Angelica grows in the wild in northern and central regions of Europe, but it's no longer cultivated for culinary or commercial purposes there. Except for in Northern France, where the French government has actually listed Angelica as a protected plant species. In the wild there are two species of Angelica in France. And these grow pretty much everywhere in France except for the Mediterranean.
Usually Angelica in the wild can be found along the banks of wetlands and ditches, or along the side of the road. It can be found as far north as Lapland and as far east as Russia, and also in Germany and Poland. Some varieties of Angelica have even been found in Iceland, Greenland, Siberia, and in the Himalayans.
It multiplies by seed from July to September, and the harvest is done for the flowers and stems in the first year and in the second year for its seeds. The seeds actually lose their germination power really quickly. So they must be pretty much sewing straight away or in a very short short period of time after they've been harvested.

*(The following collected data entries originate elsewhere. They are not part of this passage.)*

//! Analyze-and-copy engine
//!
//! Drives one run over a [`SyncSession`]: index both trees, compute the
//! missing set, then copy it into the session's target either on the calling
//! thread or on a background worker that streams [`BatchEvent`]s.

use crate::config::SyncSession;
use crate::core::{BatchEvent, BatchResult, BatchRunner, ProgressSink};
use crate::error::{FileXferError, Result};
use crate::fs::CopyOptions;
use crate::sync::{Comparator, SyncAnalysis};
use crossbeam::channel::{unbounded, Receiver};
use std::sync::atomic::{AtomicBool, Ordering};
use std::sync::Arc;
use std::thread::{self, JoinHandle};

/// Main sync engine
pub struct SyncEngine {
    /// Caller-owned run settings
    session: SyncSession,
    /// Tree indexer and diff
    comparator: Comparator,
}

impl SyncEngine {
    /// Create an engine for a session
    pub fn new(session: SyncSession) -> Result<Self> {
        if session.chunk_size == 0 {
            return Err(FileXferError::config("chunk size must be greater than zero"));
        }

        let comparator = Comparator::for_session(&session)?;

        Ok(Self { session, comparator })
    }

    /// Session in use
    pub fn session(&self) -> &SyncSession {
        &self.session
    }

    /// Copy options derived from the session
    pub fn copy_options(&self) -> CopyOptions {
        CopyOptions {
            mode: self.session.mode,
            chunk_size: self.session.chunk_size,
            preserve_times: self.session.preserve_times,
            sync: self.session.fsync,
        }
    }

    /// Index origin and destination and compute what is missing
    pub fn analyze(&self) -> Result<SyncAnalysis> {
        tracing::info!(
            origin = %self.session.origin.display(),
            destination = %self.session.destination.display(),
            "Analyzing"
        );
        self.comparator
            .analyze(&self.session.origin, &self.session.destination)
    }

    /// A runner for one batch, with its own cancellation flag
    ///
    /// Cancelling one batch never carries over into the next.
    pub fn batch_runner(&self) -> BatchRunner {
        BatchRunner::new(self.copy_options())
    }

    /// Copy the missing files on the calling thread
    pub fn copy(&self, analysis: &SyncAnalysis, sink: &dyn ProgressSink) -> BatchResult {
        self.batch_runner().run(
            analysis.missing.as_slice(),
            &analysis.origin,
            self.session.target(),
            sink,
        )
    }

    /// Copy the missing files on a background worker
    ///
    /// Progress and completion arrive on [`BatchHandle::events`] in order;
    /// the channel closes once the worker is done.
    pub fn spawn_copy(&self, analysis: &SyncAnalysis) -> Result<BatchHandle> {
        let (tx, rx) = unbounded();
        let runner = self.batch_runner();
        let cancelled = runner.cancellation_flag();
        let paths = analysis.missing.as_slice().to_vec();
        let origin = analysis.origin.clone();
        let target = self.session.target().to_path_buf();

        let handle = thread::Builder::new()
            .name("filextransfer-copy".to_string())
            .spawn(move || runner.run(&paths, &origin, &target, &tx))
            .map_err(|e| FileXferError::io(self.session.target(), e).with_context("spawning copy worker"))?;

        Ok(BatchHandle {
            events: rx,
            cancelled,
            handle,
        })
    }
}

/// A batch running on a background worker
pub struct BatchHandle {
    events: Receiver<BatchEvent>,
    cancelled: Arc<AtomicBool>,
    handle: JoinHandle<BatchResult>,
}

impl BatchHandle {
    /// Ordered progress and completion events
    pub fn events(&self) -> &Receiver<BatchEvent> {
        &self.events
    }

    /// Ask the worker to stop before its next file
    pub fn cancel(&self) {
        self.cancelled.store(true, Ordering::SeqCst);
    }

    /// Check if the worker has exited
    pub fn is_finished(&self) -> bool {
        self.handle.is_finished()
    }

    /// Wait for the worker and take its result
    pub fn join(self) -> Result<BatchResult> {
        self.handle.join().map_err(|payload| {
            let message = payload
                .downcast_ref::<&str>()
                .map(|s| s.to_string())
                .or_else(|| payload.downcast_ref::<String>().cloned())
                .unwrap_or_else(|| "unknown panic".to_string());
            FileXferError::WorkerPanicked(message)
        })
    }
}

Angelica is also related in the plant world to carrots, fennel, caraway, cherfeuil, anise, celery, parsnip, sage, and corriander. Sometimes Angelica, the herb can be confused for Hemlock, which of course is very poisonous. The plant looks very similar, but the way to tell is to crumble a few of the leaves. And if they have a pleasant smell, well, it's Angelica. And if it stinks, that's hemlock. So steer clear of that.
Originally from Scandinavia, Angelica was imported into France in the 12th century, it's thought that it was brought to France by the Vikings, who used it as a form of currency and trade.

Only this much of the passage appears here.